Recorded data
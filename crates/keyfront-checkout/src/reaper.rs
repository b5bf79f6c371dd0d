//! # Claim Reaper
//!
//! Background task that returns orphaned claims to the pool.
//!
//! ## Reaper Flow
//! ```text
//! ┌─────────────────────────────────────────────────────────────────────────┐
//! │                       Claim Reaper Flow                                  │
//! │                                                                         │
//! │  every reaper_interval:                                                 │
//! │                                                                         │
//! │  1. cutoff = now - claim_ttl                                            │
//! │                                                                         │
//! │  2. UPDATE licenses                                                     │
//! │     SET status = 'unsold', claimed_by = NULL, claimed_at = NULL         │
//! │     WHERE status = 'claimed' AND claimed_at < cutoff                    │
//! │                                                                         │
//! │  One statement, guarded on status: a claim that a concurrent checkout   │
//! │  just committed is already 'sold' and cannot be swept. claim_ttl is     │
//! │  several multiples of checkout_timeout, so a claim old enough to sweep  │
//! │  belongs to a checkout that is long dead (crashed process, dropped      │
//! │  task) - not to one that is merely slow.                                │
//! │                                                                         │
//! │  Carts have no sweep: an idle cart holds no inventory, and expiry       │
//! │  happens lazily the next time its owner shows up.                       │
//! └─────────────────────────────────────────────────────────────────────────┘
//! ```

use std::sync::Arc;
use tokio::sync::mpsc;
use tracing::{error, info};

use keyfront_db::Database;

use crate::config::CheckoutConfig;
use crate::error::{CheckoutError, CheckoutResult};

/// Background task that releases stale license claims.
pub struct ClaimReaper {
    db: Arc<Database>,
    config: Arc<CheckoutConfig>,
    shutdown_rx: mpsc::Receiver<()>,
}

/// Handle for controlling the reaper.
#[derive(Clone)]
pub struct ClaimReaperHandle {
    shutdown_tx: mpsc::Sender<()>,
}

impl ClaimReaperHandle {
    /// Triggers graceful shutdown.
    pub async fn shutdown(&self) -> CheckoutResult<()> {
        self.shutdown_tx
            .send(())
            .await
            .map_err(|_| CheckoutError::InvalidState("Reaper shutdown channel closed".into()))
    }
}

impl ClaimReaper {
    /// Creates a new reaper and returns a handle.
    pub fn new(db: Arc<Database>, config: Arc<CheckoutConfig>) -> (Self, ClaimReaperHandle) {
        let (shutdown_tx, shutdown_rx) = mpsc::channel(1);

        let reaper = ClaimReaper {
            db,
            config,
            shutdown_rx,
        };
        let handle = ClaimReaperHandle { shutdown_tx };

        (reaper, handle)
    }

    /// Runs the reaper loop.
    ///
    /// This should be spawned as a background task.
    pub async fn run(mut self) {
        info!(
            interval_secs = self.config.reaper_interval.as_secs(),
            claim_ttl_secs = self.config.claim_ttl.as_secs(),
            "Claim reaper starting"
        );

        let mut interval = tokio::time::interval(self.config.reaper_interval);
        interval.set_missed_tick_behavior(tokio::time::MissedTickBehavior::Delay);
        // The immediate first tick would sweep at startup before any claim
        // could be stale; consume it.
        interval.tick().await;

        loop {
            tokio::select! {
                _ = interval.tick() => {
                    if let Err(e) = self.sweep().await {
                        error!(error = %e, "Reaper sweep failed");
                    }
                }

                _ = self.shutdown_rx.recv() => {
                    info!("Claim reaper shutting down");
                    break;
                }
            }
        }

        info!("Claim reaper stopped");
    }

    /// Releases every claim older than the claim TTL.
    async fn sweep(&self) -> CheckoutResult<usize> {
        let ttl = chrono::Duration::from_std(self.config.claim_ttl)
            .unwrap_or_else(|_| chrono::Duration::seconds(180));
        let cutoff = chrono::Utc::now() - ttl;

        let released = self.db.licenses().release_stale(cutoff).await?;

        if !released.is_empty() {
            info!(count = released.len(), "Reaper released stale claims");
        }
        Ok(released.len())
    }
}

// =============================================================================
// Unit Tests
// =============================================================================

#[cfg(test)]
mod tests {
    use super::*;
    use chrono::Utc;
    use keyfront_core::Sku;
    use keyfront_db::{ClaimOutcome, DbConfig};
    use std::time::Duration;

    async fn setup() -> (Arc<Database>, Sku) {
        let db = Arc::new(Database::new(DbConfig::in_memory()).await.unwrap());
        let now = Utc::now();
        let sku = Sku {
            id: "sku-1".to_string(),
            product_id: "prod-1".to_string(),
            code: "PRO-1Y".to_string(),
            name: "Pro (1 year)".to_string(),
            price_cents: 4999,
            is_lifetime: false,
            validity_days: Some(365),
            is_active: true,
            created_at: now,
            updated_at: now,
        };
        db.skus().insert(&sku).await.unwrap();
        db.licenses().create_batch(&sku, 3).await.unwrap();
        (db, sku)
    }

    #[tokio::test]
    async fn test_sweep_releases_only_stale_claims() {
        let (db, sku) = setup().await;

        let outcome = db.licenses().claim_batch(&sku.id, 2, "dead-attempt").await.unwrap();
        assert!(matches!(outcome, ClaimOutcome::Claimed(_)));

        // Fresh claims survive a sweep with the default TTL.
        let config = Arc::new(CheckoutConfig::default());
        let (reaper, _handle) = ClaimReaper::new(db.clone(), config);
        assert_eq!(reaper.sweep().await.unwrap(), 0);
        assert_eq!(db.licenses().available_count(&sku.id).await.unwrap(), 1);

        // With a zero TTL every claim is stale.
        let config = Arc::new(CheckoutConfig::default().claim_ttl(Duration::from_secs(0)));
        let (reaper, _handle) = ClaimReaper::new(db.clone(), config);
        assert_eq!(reaper.sweep().await.unwrap(), 2);
        assert_eq!(db.licenses().available_count(&sku.id).await.unwrap(), 3);
    }

    #[tokio::test]
    async fn test_sweep_never_touches_sold() {
        let (db, sku) = setup().await;

        let outcome = db.licenses().claim_batch(&sku.id, 1, "attempt-1").await.unwrap();
        let id = match outcome {
            ClaimOutcome::Claimed(c) => c[0].id.clone(),
            other => panic!("expected claim, got {:?}", other),
        };
        db.licenses().mark_sold(&id, "attempt-1", "order-1").await.unwrap();

        let config = Arc::new(CheckoutConfig::default().claim_ttl(Duration::from_secs(0)));
        let (reaper, _handle) = ClaimReaper::new(db.clone(), config);
        assert_eq!(reaper.sweep().await.unwrap(), 0);

        let license = db.licenses().get_by_id(&id).await.unwrap().unwrap();
        assert_eq!(license.status, keyfront_core::LicenseStatus::Sold);
    }

    #[tokio::test]
    async fn test_shutdown_stops_loop() {
        let (db, _sku) = setup().await;
        let config = Arc::new(
            CheckoutConfig::default().reaper_interval(Duration::from_millis(10)),
        );

        let (reaper, handle) = ClaimReaper::new(db, config);
        let task = tokio::spawn(reaper.run());

        handle.shutdown().await.unwrap();
        tokio::time::timeout(Duration::from_secs(1), task)
            .await
            .expect("reaper did not stop")
            .unwrap();
    }
}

### [Requirement]
Would you please reproduce all of the lines above exactly?

### [Your solution]
filename crates/keyfront-checkout/src/reaper.rs
repository b5bf79f6c371dd0d
//! # Claim Reaper
//!
//! Background task that returns orphaned claims to the pool.
//!
//! ## Reaper Flow
//! ```text
//! ┌─────────────────────────────────────────────────────────────────────────┐
//! │                       Claim Reaper Flow                                  │
//! │                                                                         │
//! │  every reaper_interval:                                                 │
//! │                                                                         │
//! │  1. cutoff = now - claim_ttl                                            │
//! │                                                                         │
//! │  2. UPDATE licenses                                                     │
//! │     SET status = 'unsold', claimed_by = NULL, claimed_at = NULL         │
//! │     WHERE status = 'claimed' AND claimed_at < cutoff                    │
//! │                                                                         │
//! │  One statement, guarded on status: a claim that a concurrent checkout   │
//! │  just committed is already 'sold' and cannot be swept. claim_ttl is     │
//! │  several multiples of checkout_timeout, so a claim old enough to sweep  │
//! │  belongs to a checkout that is long dead (crashed process, dropped      │
//! │  task) - not to one that is merely slow.                                │
//! │                                                                         │
//! │  Carts have no sweep: an idle cart holds no inventory, and expiry       │
//! │  happens lazily the next time its owner shows up.                       │
//! └─────────────────────────────────────────────────────────────────────────┘
//! ```

use std::sync::Arc;
use tokio::sync::mpsc;
use tracing::{error, info};

use keyfront_db::Database;

use crate::config::CheckoutConfig;
use crate::error::{CheckoutError, CheckoutResult};

/// Background task that releases stale license claims.
pub struct ClaimReaper {
    db: Arc<Database>,
    config: Arc<CheckoutConfig>,
    shutdown_rx: mpsc::Receiver<()>,
}

/// Handle for controlling the reaper.
#[derive(Clone)]
pub struct ClaimReaperHandle {
    shutdown_tx: mpsc::Sender<()>,
}

impl ClaimReaperHandle {
    /// Triggers graceful shutdown.
    pub async fn shutdown(&self) -> CheckoutResult<()> {
        self.shutdown_tx
            .send(())
            .await
            .map_err(|_| CheckoutError::InvalidState("Reaper shutdown channel closed".into()))
    }
}

impl ClaimReaper {
    /// Creates a new reaper and returns a handle.
    pub fn new(db: Arc<Database>, config: Arc<CheckoutConfig>) -> (Self, ClaimReaperHandle) {
        let (shutdown_tx, shutdown_rx) = mpsc::channel(1);

        let reaper = ClaimReaper {
            db,
            config,
            shutdown_rx,
        };
        let handle = ClaimReaperHandle { shutdown_tx };

        (reaper, handle)
    }

    /// Runs the reaper loop.
    ///
    /// This should be spawned as a background task.
    pub async fn run(mut self) {
        info!(
            interval_secs = self.config.reaper_interval.as_secs(),
            claim_ttl_secs = self.config.claim_ttl.as_secs(),
            "Claim reaper starting"
        );

        let mut interval = tokio::time::interval(self.config.reaper_interval);
        interval.set_missed_tick_behavior(tokio::time::MissedTickBehavior::Delay);
        // The immediate first tick would sweep at startup before any claim
        // could be stale; consume it.
        interval.tick().await;

        loop {
            tokio::select! {
                _ = interval.tick() => {
                    if let Err(e) = self.sweep().await {
                        error!(error = %e, "Reaper sweep failed");
                    }
                }

                _ = self.shutdown_rx.recv() => {
                    info!("Claim reaper shutting down");
                    break;
                }
            }
        }

        info!("Claim reaper stopped");
    }

    /// Releases every claim older than the claim TTL.
    async fn sweep(&self) -> CheckoutResult<usize> {
        let ttl = chrono::Duration::from_std(self.config.claim_ttl)
            .unwrap_or_else(|_| chrono::Duration::seconds(180));
        let cutoff = chrono::Utc::now() - ttl;

        let released = self.db.licenses().release_stale(cutoff).await?;

        if !released.is_empty() {
            info!(count = released.len(), "Reaper released stale claims");
        }
        Ok(released.len())
    }
}

// =============================================================================
// Unit Tests
// =============================================================================

#[cfg(test)]
mod tests {
    use super::*;
    use chrono::Utc;
    use keyfront_core::Sku;
    use keyfront_db::{ClaimOutcome, DbConfig};
    use std::time::Duration;

    async fn setup() -> (Arc<Database>, Sku) {
        let db = Arc::new(Database::new(DbConfig::in_memory()).await.unwrap());
        let now = Utc::now();
        let sku = Sku {
            id: "sku-1".to_string(),
            product_id: "prod-1".to_string(),
            code: "PRO-1Y".to_string(),
            name: "Pro (1 year)".to_string(),
            price_cents: 4999,
            is_lifetime: false,
            validity_days: Some(365),
            is_active: true,
            created_at: now,
            updated_at: now,
        };
        db.skus().insert(&sku).await.unwrap();
        db.licenses().create_batch(&sku, 3).await.unwrap();
        (db, sku)
    }

    #[tokio::test]
    async fn test_sweep_releases_only_stale_claims() {
        let (db, sku) = setup().await;

        let outcome = db.licenses().claim_batch(&sku.id, 2, "dead-attempt").await.unwrap();
        assert!(matches!(outcome, ClaimOutcome::Claimed(_)));

        // Fresh claims survive a sweep with the default TTL.
        let config = Arc::new(CheckoutConfig::default());
        let (reaper, _handle) = ClaimReaper::new(db.clone(), config);
        assert_eq!(reaper.sweep().await.unwrap(), 0);
        assert_eq!(db.licenses().available_count(&sku.id).await.unwrap(), 1);

        // With a zero TTL every claim is stale.
        let config = Arc::new(CheckoutConfig::default().claim_ttl(Duration::from_secs(0)));
        let (reaper, _handle) = ClaimReaper::new(db.clone(), config);
        assert_eq!(reaper.sweep().await.unwrap(), 2);
        assert_eq!(db.licenses().available_count(&sku.id).await.unwrap(), 3);
    }

    #[tokio::test]
    async fn test_sweep_never_touches_sold() {
        let (db, sku) = setup().await;

        let outcome = db.licenses().claim_batch(&sku.id, 1, "attempt-1").await.unwrap();
        let id = match outcome {
            ClaimOutcome::Claimed(c) => c[0].id.clone(),
            other => panic!("expected claim, got {:?}", other),
        };
        db.licenses().mark_sold(&id, "attempt-1", "order-1").await.unwrap();

        let config = Arc::new(CheckoutConfig::default().claim_ttl(Duration::from_secs(0)));
        let (reaper, _handle) = ClaimReaper::new(db.clone(), config);
        assert_eq!(reaper.sweep().await.unwrap(), 0);

        let license = db.licenses().get_by_id(&id).await.unwrap().unwrap();
        assert_eq!(license.status, keyfront_core::LicenseStatus::Sold);
    }

    #[tokio::test]
    async fn test_shutdown_stops_loop() {
        let (db, _sku) = setup().await;
        let config = Arc::new(
            CheckoutConfig::default().reaper_interval(Duration::from_millis(10)),
        );

        let (reaper, handle) = ClaimReaper::new(db, config);
        let task = tokio::spawn(reaper.run());

        handle.shutdown().await.unwrap();
        tokio::time::timeout(Duration::from_secs(1), task)
            .await
            .expect("reaper did not stop")
            .unwrap();
    }
}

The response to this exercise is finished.